▶ PROBLEM TO SOLVE: Quote exactly and only this range of lines in the data below: the line that holds "host to execute." to the line that holds "the debounced writer.", both included.

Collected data
══════

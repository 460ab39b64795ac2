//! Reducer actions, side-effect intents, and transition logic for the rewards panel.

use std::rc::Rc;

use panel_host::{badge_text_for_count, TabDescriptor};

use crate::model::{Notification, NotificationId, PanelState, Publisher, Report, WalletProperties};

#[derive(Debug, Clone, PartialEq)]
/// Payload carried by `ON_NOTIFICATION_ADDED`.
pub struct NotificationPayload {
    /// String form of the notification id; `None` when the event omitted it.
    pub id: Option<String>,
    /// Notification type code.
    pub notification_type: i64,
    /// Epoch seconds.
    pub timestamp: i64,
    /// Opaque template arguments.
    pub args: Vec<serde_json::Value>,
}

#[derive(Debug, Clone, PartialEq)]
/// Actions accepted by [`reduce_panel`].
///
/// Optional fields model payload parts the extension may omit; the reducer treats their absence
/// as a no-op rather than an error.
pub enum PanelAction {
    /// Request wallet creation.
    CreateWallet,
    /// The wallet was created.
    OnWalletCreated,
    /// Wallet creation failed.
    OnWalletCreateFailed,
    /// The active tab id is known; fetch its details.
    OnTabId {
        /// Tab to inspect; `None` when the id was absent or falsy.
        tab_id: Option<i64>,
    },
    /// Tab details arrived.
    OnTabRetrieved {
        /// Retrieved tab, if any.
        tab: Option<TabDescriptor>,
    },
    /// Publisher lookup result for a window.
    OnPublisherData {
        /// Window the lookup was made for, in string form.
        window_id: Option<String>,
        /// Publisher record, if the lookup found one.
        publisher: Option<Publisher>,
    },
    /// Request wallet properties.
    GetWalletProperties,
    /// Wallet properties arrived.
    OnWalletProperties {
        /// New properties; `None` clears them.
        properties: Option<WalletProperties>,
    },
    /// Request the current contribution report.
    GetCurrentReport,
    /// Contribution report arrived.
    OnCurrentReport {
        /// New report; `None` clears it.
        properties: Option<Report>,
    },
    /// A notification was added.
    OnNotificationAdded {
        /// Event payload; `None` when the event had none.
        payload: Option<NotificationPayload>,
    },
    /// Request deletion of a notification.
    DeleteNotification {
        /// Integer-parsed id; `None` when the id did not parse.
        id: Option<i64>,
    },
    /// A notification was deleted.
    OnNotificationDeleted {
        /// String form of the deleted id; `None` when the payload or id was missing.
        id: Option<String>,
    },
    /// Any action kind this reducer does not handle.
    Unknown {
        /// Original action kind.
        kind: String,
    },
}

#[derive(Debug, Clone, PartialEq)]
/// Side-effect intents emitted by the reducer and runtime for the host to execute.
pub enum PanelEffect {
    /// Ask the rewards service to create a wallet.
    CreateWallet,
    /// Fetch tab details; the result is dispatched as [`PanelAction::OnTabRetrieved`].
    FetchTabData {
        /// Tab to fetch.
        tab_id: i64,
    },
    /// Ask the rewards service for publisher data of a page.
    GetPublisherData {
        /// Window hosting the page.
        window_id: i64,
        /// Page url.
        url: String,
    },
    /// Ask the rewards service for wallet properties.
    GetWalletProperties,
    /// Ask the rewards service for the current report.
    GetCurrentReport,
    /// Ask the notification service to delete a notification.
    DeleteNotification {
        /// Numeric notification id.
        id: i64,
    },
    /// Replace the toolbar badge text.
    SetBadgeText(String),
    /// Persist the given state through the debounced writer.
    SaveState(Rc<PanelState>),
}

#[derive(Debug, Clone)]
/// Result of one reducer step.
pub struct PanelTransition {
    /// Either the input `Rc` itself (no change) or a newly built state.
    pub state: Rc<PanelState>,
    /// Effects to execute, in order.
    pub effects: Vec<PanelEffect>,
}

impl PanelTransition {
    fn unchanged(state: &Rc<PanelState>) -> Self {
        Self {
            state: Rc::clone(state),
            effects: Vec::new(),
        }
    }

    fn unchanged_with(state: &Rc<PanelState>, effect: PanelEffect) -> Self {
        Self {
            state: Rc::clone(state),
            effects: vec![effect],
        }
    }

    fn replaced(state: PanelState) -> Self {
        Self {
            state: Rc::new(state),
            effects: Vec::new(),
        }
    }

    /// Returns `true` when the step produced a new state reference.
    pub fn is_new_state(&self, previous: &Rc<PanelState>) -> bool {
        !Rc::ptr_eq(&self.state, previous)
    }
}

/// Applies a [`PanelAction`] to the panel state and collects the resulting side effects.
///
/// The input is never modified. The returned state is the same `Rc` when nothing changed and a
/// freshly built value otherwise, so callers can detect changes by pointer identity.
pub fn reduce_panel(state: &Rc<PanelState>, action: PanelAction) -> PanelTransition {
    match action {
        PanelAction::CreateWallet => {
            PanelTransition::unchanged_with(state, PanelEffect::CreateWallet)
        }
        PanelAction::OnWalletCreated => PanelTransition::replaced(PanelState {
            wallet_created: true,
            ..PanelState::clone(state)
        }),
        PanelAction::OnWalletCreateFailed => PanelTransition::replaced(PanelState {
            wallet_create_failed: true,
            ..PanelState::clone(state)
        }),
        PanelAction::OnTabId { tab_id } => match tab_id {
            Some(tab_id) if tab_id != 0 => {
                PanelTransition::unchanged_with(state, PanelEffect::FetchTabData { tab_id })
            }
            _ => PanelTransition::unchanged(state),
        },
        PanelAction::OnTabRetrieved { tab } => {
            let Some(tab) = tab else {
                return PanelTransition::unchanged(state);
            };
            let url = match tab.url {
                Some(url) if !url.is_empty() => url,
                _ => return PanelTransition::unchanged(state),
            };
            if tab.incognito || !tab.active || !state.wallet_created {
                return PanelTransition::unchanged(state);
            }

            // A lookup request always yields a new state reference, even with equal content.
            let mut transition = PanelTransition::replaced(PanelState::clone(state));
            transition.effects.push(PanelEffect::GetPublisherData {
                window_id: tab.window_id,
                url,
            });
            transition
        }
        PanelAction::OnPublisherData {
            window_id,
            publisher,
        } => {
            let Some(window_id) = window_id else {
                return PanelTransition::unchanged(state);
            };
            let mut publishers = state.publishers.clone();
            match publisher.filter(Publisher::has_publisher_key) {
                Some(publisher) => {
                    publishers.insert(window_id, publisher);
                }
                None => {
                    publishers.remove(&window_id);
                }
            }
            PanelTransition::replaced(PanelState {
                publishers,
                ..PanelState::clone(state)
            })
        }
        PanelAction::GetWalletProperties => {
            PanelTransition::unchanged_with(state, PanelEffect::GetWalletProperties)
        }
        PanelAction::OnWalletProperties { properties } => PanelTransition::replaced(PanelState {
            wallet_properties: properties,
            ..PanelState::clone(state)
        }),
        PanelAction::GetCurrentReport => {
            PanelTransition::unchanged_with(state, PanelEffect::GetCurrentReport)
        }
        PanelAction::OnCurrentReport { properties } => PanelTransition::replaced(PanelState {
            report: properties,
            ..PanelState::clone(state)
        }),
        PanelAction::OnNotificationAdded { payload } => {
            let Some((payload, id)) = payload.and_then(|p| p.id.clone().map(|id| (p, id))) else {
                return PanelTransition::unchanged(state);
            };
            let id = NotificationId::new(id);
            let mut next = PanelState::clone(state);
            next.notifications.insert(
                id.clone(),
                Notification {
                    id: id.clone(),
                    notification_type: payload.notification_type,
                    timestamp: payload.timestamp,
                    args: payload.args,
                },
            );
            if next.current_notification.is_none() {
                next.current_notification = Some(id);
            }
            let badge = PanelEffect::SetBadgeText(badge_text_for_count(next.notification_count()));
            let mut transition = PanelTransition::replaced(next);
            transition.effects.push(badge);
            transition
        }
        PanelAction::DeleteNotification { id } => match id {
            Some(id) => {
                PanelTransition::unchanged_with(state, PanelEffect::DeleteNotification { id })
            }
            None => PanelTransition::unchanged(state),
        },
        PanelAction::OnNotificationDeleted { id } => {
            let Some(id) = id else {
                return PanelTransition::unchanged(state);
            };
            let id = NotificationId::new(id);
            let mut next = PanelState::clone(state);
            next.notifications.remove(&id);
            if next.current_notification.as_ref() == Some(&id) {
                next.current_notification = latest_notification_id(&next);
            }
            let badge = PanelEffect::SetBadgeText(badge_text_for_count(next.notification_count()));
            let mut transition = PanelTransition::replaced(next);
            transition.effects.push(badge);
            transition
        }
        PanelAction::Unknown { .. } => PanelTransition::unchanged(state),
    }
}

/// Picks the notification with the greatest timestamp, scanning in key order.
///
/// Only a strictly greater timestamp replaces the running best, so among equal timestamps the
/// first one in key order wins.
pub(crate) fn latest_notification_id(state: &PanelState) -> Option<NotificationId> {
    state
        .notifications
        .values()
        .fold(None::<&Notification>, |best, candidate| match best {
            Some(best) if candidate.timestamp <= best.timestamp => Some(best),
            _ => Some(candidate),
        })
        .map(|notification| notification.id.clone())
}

══════

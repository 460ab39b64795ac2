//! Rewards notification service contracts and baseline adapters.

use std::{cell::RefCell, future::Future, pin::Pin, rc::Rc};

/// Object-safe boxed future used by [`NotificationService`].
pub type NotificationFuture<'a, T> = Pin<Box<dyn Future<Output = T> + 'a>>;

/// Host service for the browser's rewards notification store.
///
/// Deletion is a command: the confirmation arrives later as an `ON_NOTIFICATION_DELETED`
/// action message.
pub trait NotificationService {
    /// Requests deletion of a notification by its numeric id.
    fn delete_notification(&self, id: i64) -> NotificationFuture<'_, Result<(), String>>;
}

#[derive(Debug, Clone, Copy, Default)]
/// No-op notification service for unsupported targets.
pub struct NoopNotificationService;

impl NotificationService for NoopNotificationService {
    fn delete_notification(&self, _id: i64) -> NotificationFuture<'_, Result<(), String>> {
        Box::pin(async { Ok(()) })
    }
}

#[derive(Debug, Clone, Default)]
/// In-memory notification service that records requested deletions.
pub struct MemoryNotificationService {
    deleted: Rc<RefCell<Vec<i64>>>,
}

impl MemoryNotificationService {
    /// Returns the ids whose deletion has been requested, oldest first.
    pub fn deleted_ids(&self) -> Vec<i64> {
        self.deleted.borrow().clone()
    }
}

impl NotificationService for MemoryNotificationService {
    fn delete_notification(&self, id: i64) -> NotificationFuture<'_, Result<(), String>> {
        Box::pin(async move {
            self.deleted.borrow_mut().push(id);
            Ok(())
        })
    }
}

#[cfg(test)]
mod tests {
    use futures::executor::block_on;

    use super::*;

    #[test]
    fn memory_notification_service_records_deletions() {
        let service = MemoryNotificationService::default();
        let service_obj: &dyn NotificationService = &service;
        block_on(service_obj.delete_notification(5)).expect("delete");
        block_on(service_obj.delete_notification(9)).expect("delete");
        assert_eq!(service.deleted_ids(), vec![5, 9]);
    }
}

══════

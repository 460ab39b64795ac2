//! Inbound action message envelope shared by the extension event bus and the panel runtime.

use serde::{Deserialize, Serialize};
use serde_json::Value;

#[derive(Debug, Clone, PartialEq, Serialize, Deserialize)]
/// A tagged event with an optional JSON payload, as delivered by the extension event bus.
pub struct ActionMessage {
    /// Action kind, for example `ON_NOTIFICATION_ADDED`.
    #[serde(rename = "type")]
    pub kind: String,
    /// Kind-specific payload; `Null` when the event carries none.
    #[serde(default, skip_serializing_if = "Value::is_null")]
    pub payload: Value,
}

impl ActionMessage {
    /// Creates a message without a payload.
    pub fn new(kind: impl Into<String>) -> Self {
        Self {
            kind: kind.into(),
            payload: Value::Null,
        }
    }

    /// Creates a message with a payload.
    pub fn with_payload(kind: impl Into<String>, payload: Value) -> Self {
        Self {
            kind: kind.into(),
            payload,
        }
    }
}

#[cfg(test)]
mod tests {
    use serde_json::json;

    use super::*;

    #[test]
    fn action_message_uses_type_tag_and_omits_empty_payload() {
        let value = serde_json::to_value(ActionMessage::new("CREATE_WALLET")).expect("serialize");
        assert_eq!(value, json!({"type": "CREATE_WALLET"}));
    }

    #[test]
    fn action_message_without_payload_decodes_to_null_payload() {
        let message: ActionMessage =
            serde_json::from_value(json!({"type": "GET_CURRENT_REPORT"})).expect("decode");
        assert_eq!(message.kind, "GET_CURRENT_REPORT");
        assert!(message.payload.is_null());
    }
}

══════

▶ ANSWER TO THIS EXERCISE:
/// Side-effect intents emitted by the reducer and runtime for the host to execute.
pub enum PanelEffect {
    /// Ask the rewards service to create a wallet.
    CreateWallet,
    /// Fetch tab details; the result is dispatched as [`PanelAction::OnTabRetrieved`].
    FetchTabData {
        /// Tab to fetch.
        tab_id: i64,
    },
    /// Ask the rewards service for publisher data of a page.
    GetPublisherData {
        /// Window hosting the page.
        window_id: i64,
        /// Page url.
        url: String,
    },
    /// Ask the rewards service for wallet properties.
    GetWalletProperties,
    /// Ask the rewards service for the current report.
    GetCurrentReport,
    /// Ask the notification service to delete a notification.
    DeleteNotification {
        /// Numeric notification id.
        id: i64,
    },
    /// Replace the toolbar badge text.
    SetBadgeText(String),
    /// Persist the given state through the debounced writer.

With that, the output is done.